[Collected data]
* * * * * * *

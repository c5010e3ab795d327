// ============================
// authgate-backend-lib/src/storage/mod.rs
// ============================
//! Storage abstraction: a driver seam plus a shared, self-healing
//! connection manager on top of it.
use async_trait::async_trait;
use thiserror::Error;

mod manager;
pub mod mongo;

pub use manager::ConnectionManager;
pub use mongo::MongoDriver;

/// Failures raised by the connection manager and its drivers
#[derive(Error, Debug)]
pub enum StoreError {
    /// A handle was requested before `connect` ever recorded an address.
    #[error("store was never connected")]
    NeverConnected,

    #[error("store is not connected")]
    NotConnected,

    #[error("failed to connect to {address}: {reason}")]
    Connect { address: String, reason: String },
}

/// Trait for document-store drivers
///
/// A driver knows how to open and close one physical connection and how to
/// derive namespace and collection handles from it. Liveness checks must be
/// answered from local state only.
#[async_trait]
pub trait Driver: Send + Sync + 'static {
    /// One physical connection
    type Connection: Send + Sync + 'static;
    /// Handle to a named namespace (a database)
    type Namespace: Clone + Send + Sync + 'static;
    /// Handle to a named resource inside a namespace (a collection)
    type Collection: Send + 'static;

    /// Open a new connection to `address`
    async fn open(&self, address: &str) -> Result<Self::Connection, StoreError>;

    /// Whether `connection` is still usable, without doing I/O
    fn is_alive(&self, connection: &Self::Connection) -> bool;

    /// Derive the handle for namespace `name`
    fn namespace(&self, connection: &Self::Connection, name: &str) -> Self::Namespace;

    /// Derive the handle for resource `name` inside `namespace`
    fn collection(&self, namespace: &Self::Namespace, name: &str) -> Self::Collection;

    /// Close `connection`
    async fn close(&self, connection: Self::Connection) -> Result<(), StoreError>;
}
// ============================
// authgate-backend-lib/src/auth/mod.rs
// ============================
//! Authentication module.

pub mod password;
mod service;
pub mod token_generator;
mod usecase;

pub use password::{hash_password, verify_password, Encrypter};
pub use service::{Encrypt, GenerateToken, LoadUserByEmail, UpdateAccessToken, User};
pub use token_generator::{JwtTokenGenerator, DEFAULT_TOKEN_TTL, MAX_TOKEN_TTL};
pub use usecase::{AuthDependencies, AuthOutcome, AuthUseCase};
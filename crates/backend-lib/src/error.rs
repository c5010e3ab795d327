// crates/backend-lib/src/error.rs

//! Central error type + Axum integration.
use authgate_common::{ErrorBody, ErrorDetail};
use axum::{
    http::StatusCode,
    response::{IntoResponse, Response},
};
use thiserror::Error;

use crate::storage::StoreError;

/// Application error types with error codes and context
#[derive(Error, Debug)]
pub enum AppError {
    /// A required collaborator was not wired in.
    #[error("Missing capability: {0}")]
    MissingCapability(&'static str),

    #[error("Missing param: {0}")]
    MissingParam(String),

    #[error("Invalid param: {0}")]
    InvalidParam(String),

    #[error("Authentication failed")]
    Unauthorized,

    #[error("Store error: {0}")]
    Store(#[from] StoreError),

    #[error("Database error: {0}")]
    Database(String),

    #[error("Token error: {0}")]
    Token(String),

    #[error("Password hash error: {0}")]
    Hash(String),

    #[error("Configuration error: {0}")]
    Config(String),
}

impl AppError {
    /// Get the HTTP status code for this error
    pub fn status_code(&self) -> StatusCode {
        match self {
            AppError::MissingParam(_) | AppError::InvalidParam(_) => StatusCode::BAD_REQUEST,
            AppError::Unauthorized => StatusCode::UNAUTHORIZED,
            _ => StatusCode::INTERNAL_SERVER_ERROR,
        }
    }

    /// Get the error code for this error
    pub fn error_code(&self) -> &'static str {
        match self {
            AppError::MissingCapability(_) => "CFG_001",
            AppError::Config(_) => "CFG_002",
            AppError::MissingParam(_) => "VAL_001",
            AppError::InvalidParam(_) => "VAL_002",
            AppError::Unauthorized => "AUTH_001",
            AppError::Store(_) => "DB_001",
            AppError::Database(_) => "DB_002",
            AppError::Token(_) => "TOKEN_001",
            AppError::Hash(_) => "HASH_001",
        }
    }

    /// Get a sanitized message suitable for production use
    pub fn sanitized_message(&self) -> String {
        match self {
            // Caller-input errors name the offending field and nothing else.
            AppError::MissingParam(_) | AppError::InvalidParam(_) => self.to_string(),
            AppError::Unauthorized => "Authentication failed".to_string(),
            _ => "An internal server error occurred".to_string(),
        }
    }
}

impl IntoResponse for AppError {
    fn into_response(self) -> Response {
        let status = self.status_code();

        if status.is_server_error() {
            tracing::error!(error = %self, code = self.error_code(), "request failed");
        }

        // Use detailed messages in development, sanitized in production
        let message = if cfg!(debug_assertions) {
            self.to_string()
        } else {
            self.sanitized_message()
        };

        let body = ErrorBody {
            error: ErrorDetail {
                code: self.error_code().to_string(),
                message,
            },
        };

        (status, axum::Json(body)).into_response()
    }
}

* * * * * * *

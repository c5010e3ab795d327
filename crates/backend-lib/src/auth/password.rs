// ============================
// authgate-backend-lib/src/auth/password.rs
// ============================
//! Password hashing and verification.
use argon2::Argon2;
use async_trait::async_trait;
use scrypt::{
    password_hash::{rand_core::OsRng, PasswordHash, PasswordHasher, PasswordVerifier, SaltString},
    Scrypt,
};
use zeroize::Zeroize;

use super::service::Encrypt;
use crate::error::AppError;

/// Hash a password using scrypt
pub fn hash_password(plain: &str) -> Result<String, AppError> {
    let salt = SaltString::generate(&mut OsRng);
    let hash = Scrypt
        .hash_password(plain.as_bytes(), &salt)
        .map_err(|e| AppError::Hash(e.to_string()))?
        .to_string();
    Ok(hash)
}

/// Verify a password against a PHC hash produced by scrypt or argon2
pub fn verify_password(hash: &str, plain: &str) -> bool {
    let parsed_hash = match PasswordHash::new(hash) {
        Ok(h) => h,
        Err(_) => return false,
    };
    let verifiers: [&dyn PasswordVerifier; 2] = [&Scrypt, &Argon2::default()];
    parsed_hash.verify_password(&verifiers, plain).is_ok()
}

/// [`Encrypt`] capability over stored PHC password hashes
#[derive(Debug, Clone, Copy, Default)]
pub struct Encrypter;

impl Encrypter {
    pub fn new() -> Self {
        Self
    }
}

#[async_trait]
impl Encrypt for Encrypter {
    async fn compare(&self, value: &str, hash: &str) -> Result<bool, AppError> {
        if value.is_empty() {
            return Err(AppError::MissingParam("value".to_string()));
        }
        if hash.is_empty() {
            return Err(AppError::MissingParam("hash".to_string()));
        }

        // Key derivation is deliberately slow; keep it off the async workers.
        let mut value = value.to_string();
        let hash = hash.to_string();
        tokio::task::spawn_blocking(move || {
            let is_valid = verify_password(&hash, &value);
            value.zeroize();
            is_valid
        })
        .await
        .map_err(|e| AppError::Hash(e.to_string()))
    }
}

* * * * * * *

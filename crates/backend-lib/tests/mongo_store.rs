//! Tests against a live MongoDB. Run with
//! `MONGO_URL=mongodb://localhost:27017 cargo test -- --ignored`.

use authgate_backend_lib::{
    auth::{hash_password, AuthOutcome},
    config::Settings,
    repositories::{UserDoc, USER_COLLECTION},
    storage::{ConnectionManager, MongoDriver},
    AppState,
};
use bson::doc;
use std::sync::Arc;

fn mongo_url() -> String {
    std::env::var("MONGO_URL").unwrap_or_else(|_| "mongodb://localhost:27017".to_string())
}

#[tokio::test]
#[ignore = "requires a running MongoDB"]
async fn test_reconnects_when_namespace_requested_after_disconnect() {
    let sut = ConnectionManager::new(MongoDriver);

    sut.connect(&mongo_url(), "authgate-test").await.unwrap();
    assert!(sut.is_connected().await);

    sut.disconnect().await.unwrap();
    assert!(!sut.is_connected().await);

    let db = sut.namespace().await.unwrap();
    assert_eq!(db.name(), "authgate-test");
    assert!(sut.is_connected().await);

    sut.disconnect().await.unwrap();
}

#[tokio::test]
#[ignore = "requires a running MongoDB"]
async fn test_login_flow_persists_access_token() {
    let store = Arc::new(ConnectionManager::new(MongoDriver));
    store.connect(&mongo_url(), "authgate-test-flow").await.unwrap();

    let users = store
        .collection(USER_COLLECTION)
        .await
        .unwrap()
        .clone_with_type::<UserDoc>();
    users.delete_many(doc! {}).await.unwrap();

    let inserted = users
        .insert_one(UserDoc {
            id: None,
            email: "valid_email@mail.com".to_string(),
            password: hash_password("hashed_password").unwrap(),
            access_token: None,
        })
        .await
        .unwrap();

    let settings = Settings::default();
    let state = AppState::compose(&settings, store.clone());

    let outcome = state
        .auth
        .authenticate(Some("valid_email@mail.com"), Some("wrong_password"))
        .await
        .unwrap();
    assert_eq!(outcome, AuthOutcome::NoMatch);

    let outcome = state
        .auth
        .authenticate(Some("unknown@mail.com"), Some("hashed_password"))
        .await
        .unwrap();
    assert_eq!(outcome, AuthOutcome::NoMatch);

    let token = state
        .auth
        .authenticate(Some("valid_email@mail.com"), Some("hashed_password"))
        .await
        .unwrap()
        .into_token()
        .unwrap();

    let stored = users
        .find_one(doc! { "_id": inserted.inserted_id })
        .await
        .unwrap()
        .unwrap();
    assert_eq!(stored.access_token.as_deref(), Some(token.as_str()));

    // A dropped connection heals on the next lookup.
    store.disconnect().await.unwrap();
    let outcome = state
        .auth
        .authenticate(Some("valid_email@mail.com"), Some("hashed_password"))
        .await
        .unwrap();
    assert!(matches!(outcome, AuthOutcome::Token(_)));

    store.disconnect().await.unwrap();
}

* * * * * * *

* Problem statement *
Scan the records for the string "ErrorBody" and show every line that contains it.

* Your solution *
use authgate_common::{ErrorBody, ErrorDetail};
        let body = ErrorBody {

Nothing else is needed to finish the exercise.